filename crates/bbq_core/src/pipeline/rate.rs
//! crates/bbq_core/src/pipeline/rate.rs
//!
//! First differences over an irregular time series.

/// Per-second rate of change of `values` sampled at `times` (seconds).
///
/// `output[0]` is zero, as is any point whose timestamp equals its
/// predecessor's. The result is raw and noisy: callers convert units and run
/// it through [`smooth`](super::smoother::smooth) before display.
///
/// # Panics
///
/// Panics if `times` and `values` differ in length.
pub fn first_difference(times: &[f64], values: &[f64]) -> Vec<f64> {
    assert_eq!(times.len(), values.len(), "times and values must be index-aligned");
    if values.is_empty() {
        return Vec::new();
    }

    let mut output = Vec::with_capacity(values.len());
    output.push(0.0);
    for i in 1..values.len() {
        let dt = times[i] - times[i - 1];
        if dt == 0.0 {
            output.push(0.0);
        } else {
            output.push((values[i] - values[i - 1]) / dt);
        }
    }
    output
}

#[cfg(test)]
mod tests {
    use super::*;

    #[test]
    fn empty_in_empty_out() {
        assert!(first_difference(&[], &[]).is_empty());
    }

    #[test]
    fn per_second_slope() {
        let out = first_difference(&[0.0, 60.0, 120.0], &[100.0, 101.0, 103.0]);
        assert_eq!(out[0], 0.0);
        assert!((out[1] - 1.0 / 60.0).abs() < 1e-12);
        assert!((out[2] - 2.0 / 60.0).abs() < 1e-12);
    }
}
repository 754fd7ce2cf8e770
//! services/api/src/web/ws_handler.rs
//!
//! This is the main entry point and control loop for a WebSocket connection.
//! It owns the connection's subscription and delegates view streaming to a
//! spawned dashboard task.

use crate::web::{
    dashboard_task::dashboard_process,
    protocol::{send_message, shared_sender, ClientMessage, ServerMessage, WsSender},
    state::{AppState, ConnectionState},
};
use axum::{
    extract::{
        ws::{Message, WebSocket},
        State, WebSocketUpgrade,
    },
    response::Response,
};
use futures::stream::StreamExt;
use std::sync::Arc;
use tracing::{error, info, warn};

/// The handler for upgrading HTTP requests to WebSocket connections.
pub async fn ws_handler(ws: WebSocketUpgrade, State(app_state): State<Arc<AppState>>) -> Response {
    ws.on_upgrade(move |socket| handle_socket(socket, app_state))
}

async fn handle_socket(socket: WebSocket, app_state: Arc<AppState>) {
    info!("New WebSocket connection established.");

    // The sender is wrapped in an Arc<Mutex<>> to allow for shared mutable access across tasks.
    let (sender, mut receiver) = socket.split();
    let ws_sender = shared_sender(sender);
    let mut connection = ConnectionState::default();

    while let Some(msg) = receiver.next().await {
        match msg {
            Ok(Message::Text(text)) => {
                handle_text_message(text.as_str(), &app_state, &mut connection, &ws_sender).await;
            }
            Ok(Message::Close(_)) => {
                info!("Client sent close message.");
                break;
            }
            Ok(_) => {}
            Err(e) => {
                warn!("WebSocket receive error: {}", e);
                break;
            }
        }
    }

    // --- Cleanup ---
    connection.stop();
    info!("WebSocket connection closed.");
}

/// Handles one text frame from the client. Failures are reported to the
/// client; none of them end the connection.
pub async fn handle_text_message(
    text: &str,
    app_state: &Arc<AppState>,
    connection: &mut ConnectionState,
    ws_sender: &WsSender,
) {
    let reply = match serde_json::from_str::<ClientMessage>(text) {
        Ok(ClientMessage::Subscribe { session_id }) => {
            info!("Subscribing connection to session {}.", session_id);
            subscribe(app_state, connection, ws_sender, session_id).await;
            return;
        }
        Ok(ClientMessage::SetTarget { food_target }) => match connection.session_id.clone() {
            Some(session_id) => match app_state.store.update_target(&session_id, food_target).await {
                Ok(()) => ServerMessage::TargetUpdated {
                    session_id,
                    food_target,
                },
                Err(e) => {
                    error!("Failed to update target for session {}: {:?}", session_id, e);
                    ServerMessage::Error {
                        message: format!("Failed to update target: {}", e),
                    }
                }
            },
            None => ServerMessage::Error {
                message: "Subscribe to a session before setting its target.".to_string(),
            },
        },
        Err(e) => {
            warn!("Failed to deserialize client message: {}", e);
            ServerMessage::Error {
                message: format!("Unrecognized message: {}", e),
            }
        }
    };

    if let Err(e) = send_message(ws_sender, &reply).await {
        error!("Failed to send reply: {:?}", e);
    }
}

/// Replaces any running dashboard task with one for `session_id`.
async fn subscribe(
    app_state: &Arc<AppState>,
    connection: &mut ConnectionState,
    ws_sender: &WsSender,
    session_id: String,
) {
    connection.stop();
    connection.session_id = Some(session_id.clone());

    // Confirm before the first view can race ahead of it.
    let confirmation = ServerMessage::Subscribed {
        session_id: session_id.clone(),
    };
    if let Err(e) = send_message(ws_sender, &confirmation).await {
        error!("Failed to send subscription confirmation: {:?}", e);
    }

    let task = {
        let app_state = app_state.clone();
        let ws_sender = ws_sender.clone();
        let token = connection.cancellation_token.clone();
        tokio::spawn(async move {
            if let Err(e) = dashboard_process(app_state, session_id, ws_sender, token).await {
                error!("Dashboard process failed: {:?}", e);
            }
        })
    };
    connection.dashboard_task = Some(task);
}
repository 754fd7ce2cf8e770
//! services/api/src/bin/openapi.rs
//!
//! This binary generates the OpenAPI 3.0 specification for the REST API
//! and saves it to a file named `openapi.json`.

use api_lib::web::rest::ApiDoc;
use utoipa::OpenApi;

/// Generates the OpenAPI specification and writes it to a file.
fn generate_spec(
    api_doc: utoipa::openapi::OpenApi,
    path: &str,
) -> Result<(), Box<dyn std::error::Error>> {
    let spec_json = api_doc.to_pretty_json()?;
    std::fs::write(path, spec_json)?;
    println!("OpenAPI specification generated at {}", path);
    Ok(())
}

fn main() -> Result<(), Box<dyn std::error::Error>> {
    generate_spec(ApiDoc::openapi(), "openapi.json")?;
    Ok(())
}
----
### Required action
The material above should be retyped in full, exactly as given.

### Task answer
filename crates/bbq_core/src/pipeline/rate.rs
//! crates/bbq_core/src/pipeline/rate.rs
//!
//! First differences over an irregular time series.

/// Per-second rate of change of `values` sampled at `times` (seconds).
///
/// `output[0]` is zero, as is any point whose timestamp equals its
/// predecessor's. The result is raw and noisy: callers convert units and run
/// it through [`smooth`](super::smoother::smooth) before display.
///
/// # Panics
///
/// Panics if `times` and `values` differ in length.
pub fn first_difference(times: &[f64], values: &[f64]) -> Vec<f64> {
    assert_eq!(times.len(), values.len(), "times and values must be index-aligned");
    if values.is_empty() {
        return Vec::new();
    }

    let mut output = Vec::with_capacity(values.len());
    output.push(0.0);
    for i in 1..values.len() {
        let dt = times[i] - times[i - 1];
        if dt == 0.0 {
            output.push(0.0);
        } else {
            output.push((values[i] - values[i - 1]) / dt);
        }
    }
    output
}

#[cfg(test)]
mod tests {
    use super::*;

    #[test]
    fn empty_in_empty_out() {
        assert!(first_difference(&[], &[]).is_empty());
    }

    #[test]
    fn per_second_slope() {
        let out = first_difference(&[0.0, 60.0, 120.0], &[100.0, 101.0, 103.0]);
        assert_eq!(out[0], 0.0);
        assert!((out[1] - 1.0 / 60.0).abs() < 1e-12);
        assert!((out[2] - 2.0 / 60.0).abs() < 1e-12);
    }
}
repository 754fd7ce2cf8e770
//! services/api/src/web/ws_handler.rs
//!
//! This is the main entry point and control loop for a WebSocket connection.
//! It owns the connection's subscription and delegates view streaming to a
//! spawned dashboard task.

use crate::web::{
    dashboard_task::dashboard_process,
    protocol::{send_message, shared_sender, ClientMessage, ServerMessage, WsSender},
    state::{AppState, ConnectionState},
};
use axum::{
    extract::{
        ws::{Message, WebSocket},
        State, WebSocketUpgrade,
    },
    response::Response,
};
use futures::stream::StreamExt;
use std::sync::Arc;
use tracing::{error, info, warn};

/// The handler for upgrading HTTP requests to WebSocket connections.
pub async fn ws_handler(ws: WebSocketUpgrade, State(app_state): State<Arc<AppState>>) -> Response {
    ws.on_upgrade(move |socket| handle_socket(socket, app_state))
}

async fn handle_socket(socket: WebSocket, app_state: Arc<AppState>) {
    info!("New WebSocket connection established.");

    // The sender is wrapped in an Arc<Mutex<>> to allow for shared mutable access across tasks.
    let (sender, mut receiver) = socket.split();
    let ws_sender = shared_sender(sender);
    let mut connection = ConnectionState::default();

    while let Some(msg) = receiver.next().await {
        match msg {
            Ok(Message::Text(text)) => {
                handle_text_message(text.as_str(), &app_state, &mut connection, &ws_sender).await;
            }
            Ok(Message::Close(_)) => {
                info!("Client sent close message.");
                break;
            }
            Ok(_) => {}
            Err(e) => {
                warn!("WebSocket receive error: {}", e);
                break;
            }
        }
    }

    // --- Cleanup ---
    connection.stop();
    info!("WebSocket connection closed.");
}

/// Handles one text frame from the client. Failures are reported to the
/// client; none of them end the connection.
pub async fn handle_text_message(
    text: &str,
    app_state: &Arc<AppState>,
    connection: &mut ConnectionState,
    ws_sender: &WsSender,
) {
    let reply = match serde_json::from_str::<ClientMessage>(text) {
        Ok(ClientMessage::Subscribe { session_id }) => {
            info!("Subscribing connection to session {}.", session_id);
            subscribe(app_state, connection, ws_sender, session_id).await;
            return;
        }
        Ok(ClientMessage::SetTarget { food_target }) => match connection.session_id.clone() {
            Some(session_id) => match app_state.store.update_target(&session_id, food_target).await {
                Ok(()) => ServerMessage::TargetUpdated {
                    session_id,
                    food_target,
                },
                Err(e) => {
                    error!("Failed to update target for session {}: {:?}", session_id, e);
                    ServerMessage::Error {
                        message: format!("Failed to update target: {}", e),
                    }
                }
            },
            None => ServerMessage::Error {
                message: "Subscribe to a session before setting its target.".to_string(),
            },
        },
        Err(e) => {
            warn!("Failed to deserialize client message: {}", e);
            ServerMessage::Error {
                message: format!("Unrecognized message: {}", e),
            }
        }
    };

    if let Err(e) = send_message(ws_sender, &reply).await {
        error!("Failed to send reply: {:?}", e);
    }
}

/// Replaces any running dashboard task with one for `session_id`.
async fn subscribe(
    app_state: &Arc<AppState>,
    connection: &mut ConnectionState,
    ws_sender: &WsSender,
    session_id: String,
) {
    connection.stop();
    connection.session_id = Some(session_id.clone());

    // Confirm before the first view can race ahead of it.
    let confirmation = ServerMessage::Subscribed {
        session_id: session_id.clone(),
    };
    if let Err(e) = send_message(ws_sender, &confirmation).await {
        error!("Failed to send subscription confirmation: {:?}", e);
    }

    let task = {
        let app_state = app_state.clone();
        let ws_sender = ws_sender.clone();
        let token = connection.cancellation_token.clone();
        tokio::spawn(async move {
            if let Err(e) = dashboard_process(app_state, session_id, ws_sender, token).await {
                error!("Dashboard process failed: {:?}", e);
            }
        })
    };
    connection.dashboard_task = Some(task);
}
repository 754fd7ce2cf8e770
//! services/api/src/bin/openapi.rs
//!
//! This binary generates the OpenAPI 3.0 specification for the REST API
//! and saves it to a file named `openapi.json`.

use api_lib::web::rest::ApiDoc;
use utoipa::OpenApi;

/// Generates the OpenAPI specification and writes it to a file.
fn generate_spec(
    api_doc: utoipa::openapi::OpenApi,
    path: &str,
) -> Result<(), Box<dyn std::error::Error>> {
    let spec_json = api_doc.to_pretty_json()?;
    std::fs::write(path, spec_json)?;
    println!("OpenAPI specification generated at {}", path);
    Ok(())
}

fn main() -> Result<(), Box<dyn std::error::Error>> {
    generate_spec(ApiDoc::openapi(), "openapi.json")?;
    Ok(())
}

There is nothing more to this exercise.